** Opening TASK DATA block **

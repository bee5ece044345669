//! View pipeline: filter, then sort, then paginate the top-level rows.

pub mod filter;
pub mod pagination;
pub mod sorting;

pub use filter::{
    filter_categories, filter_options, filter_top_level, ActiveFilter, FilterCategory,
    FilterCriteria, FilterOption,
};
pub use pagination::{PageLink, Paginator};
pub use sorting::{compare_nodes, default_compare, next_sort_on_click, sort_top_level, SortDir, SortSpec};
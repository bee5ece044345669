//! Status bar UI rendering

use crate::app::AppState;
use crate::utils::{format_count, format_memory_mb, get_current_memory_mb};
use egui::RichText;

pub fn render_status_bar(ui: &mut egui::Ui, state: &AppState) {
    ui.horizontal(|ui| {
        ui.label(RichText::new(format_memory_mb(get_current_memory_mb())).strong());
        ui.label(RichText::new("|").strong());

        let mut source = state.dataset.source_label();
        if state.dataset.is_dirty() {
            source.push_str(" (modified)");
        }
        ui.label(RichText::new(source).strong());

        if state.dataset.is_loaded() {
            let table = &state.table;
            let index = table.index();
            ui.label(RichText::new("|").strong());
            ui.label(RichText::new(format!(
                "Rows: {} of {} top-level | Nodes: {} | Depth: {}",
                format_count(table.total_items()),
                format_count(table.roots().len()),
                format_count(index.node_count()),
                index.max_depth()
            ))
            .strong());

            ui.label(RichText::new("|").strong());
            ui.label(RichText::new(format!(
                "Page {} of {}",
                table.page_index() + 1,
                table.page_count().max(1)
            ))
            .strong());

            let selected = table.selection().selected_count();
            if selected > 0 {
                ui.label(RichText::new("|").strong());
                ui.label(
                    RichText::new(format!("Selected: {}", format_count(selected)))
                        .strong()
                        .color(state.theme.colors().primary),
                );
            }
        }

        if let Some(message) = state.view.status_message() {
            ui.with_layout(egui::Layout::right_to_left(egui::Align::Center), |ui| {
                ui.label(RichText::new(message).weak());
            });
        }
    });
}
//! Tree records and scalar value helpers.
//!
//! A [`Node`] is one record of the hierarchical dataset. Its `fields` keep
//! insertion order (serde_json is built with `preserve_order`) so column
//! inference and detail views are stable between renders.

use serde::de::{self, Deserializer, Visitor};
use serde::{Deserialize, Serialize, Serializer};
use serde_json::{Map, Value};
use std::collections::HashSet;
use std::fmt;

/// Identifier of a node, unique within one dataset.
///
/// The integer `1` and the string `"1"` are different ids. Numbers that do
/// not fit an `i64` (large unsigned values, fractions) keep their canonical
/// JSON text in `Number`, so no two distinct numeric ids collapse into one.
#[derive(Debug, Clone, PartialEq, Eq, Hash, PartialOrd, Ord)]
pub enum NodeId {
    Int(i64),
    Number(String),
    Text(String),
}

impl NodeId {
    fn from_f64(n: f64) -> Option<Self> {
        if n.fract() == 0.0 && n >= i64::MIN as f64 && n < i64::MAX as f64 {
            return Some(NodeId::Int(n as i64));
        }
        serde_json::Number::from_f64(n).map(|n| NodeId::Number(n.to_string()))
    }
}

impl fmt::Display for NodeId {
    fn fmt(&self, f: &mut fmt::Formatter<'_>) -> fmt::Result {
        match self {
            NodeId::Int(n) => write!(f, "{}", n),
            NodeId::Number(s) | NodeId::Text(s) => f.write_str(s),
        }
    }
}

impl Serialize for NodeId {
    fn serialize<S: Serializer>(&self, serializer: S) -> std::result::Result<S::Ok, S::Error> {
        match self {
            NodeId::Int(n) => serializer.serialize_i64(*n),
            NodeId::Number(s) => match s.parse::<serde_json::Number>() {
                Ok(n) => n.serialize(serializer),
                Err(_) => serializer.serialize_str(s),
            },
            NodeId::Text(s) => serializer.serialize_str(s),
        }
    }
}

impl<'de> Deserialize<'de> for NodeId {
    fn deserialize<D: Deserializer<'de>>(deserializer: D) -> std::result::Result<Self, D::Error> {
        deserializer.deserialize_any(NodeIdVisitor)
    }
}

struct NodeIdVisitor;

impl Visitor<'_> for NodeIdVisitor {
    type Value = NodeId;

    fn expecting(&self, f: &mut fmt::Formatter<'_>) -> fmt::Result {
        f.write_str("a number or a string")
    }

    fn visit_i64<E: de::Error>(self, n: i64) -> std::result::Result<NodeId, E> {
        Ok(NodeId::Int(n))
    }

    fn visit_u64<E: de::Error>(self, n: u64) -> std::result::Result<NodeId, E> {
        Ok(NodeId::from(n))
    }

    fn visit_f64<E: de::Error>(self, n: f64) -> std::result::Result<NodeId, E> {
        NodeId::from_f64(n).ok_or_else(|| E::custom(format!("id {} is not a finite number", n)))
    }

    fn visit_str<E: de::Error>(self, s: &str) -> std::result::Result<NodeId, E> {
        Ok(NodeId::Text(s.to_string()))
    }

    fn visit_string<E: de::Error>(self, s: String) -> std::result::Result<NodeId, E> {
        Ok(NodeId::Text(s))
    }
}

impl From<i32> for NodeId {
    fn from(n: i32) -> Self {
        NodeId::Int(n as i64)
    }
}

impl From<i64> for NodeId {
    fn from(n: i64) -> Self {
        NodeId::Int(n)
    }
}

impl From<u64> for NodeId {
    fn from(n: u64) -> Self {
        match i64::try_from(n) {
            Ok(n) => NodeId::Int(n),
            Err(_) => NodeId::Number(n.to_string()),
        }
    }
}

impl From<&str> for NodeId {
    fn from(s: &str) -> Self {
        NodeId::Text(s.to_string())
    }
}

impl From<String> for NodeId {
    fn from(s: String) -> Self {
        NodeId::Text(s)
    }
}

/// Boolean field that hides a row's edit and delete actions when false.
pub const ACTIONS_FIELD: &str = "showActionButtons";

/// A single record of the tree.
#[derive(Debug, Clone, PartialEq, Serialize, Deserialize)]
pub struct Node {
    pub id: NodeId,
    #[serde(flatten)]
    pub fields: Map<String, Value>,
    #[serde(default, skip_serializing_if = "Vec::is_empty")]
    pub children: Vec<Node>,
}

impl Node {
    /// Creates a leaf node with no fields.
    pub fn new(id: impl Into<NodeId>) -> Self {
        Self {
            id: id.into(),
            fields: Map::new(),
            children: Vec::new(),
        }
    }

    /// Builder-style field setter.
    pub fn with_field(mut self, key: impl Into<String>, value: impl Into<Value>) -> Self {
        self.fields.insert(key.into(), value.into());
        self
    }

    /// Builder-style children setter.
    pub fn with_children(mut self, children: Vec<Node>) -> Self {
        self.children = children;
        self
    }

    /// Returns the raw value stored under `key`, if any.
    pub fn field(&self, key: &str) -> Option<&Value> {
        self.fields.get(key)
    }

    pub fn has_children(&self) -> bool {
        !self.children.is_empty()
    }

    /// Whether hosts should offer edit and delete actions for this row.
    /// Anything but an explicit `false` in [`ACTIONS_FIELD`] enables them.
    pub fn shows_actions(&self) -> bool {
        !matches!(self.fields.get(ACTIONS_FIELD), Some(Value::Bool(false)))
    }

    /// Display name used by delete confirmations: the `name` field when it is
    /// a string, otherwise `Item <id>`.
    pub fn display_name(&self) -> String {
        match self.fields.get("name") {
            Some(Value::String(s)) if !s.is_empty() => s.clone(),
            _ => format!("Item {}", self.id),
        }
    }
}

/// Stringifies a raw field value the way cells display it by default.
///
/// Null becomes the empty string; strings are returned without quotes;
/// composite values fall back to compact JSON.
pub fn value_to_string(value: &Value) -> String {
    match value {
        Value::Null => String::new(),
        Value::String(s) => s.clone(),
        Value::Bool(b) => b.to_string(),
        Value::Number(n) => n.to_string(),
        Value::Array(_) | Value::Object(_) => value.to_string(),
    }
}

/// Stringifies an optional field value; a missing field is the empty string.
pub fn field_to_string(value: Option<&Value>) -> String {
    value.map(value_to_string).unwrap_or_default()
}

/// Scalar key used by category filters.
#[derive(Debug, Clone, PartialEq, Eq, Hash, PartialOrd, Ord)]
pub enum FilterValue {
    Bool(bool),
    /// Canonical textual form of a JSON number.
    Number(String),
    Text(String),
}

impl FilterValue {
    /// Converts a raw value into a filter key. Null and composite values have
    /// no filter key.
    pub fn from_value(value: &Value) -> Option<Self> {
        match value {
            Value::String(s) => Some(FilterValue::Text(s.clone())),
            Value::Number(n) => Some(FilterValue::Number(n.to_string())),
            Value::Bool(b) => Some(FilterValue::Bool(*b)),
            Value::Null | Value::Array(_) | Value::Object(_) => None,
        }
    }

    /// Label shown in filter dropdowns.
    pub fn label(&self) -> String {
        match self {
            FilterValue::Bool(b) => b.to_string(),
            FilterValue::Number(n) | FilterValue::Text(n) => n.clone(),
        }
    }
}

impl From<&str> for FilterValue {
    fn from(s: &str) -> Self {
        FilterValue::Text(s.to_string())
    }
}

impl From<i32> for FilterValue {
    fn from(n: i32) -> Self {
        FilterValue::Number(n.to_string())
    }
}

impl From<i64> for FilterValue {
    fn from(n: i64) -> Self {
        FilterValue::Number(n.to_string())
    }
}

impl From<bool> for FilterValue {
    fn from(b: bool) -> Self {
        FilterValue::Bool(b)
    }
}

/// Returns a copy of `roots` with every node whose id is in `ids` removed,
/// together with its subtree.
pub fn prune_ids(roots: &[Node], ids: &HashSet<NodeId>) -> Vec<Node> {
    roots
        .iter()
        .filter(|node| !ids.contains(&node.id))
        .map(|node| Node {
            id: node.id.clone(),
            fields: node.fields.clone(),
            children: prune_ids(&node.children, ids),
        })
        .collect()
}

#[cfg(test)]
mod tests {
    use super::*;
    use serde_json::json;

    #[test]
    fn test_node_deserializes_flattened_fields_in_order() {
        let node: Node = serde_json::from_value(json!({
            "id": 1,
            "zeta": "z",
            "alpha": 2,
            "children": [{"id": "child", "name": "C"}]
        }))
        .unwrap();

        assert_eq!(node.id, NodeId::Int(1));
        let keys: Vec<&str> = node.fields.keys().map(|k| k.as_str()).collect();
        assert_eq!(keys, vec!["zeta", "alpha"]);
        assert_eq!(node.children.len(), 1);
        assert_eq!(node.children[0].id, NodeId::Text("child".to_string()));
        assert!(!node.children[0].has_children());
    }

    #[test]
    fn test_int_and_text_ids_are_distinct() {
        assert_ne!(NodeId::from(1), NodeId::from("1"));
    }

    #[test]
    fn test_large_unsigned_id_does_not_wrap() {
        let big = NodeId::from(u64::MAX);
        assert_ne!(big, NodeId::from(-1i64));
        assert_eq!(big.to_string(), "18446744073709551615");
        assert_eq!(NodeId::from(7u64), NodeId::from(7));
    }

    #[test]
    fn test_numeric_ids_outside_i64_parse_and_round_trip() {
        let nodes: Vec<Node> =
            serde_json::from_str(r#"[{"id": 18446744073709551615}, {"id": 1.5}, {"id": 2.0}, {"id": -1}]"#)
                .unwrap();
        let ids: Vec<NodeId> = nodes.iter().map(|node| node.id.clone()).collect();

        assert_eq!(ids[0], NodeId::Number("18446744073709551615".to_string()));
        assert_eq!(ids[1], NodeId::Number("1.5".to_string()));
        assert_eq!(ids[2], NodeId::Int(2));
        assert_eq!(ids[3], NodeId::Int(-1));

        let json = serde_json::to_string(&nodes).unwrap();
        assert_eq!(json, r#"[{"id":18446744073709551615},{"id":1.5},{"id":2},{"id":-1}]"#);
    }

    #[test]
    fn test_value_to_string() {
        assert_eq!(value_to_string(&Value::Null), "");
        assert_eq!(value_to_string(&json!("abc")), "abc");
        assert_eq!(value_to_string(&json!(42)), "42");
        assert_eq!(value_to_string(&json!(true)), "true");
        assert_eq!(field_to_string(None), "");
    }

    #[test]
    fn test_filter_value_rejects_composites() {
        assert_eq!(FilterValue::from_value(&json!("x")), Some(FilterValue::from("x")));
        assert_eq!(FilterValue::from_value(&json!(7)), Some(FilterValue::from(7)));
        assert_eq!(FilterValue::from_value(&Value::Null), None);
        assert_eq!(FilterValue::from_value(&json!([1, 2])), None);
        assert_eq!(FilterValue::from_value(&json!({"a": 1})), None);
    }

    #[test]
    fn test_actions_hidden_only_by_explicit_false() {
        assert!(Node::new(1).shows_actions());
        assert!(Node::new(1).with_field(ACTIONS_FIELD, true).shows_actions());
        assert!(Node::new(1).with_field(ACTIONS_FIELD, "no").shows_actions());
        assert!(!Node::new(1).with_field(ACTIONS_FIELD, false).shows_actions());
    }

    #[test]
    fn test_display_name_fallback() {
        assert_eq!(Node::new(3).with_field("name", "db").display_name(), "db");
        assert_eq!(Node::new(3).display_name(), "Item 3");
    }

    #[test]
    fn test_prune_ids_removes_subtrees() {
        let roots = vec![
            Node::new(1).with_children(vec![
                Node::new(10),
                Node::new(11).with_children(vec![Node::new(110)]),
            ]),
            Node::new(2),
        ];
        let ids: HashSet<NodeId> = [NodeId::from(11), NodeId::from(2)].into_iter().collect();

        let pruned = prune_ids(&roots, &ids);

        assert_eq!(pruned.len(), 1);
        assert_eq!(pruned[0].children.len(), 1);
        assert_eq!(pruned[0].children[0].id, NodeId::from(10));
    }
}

** Closing TASK DATA block **

After reading through the material, report every line that holds "style".

## WRITTEN REPLY
    /// Builder-style field setter.
    /// Builder-style children setter.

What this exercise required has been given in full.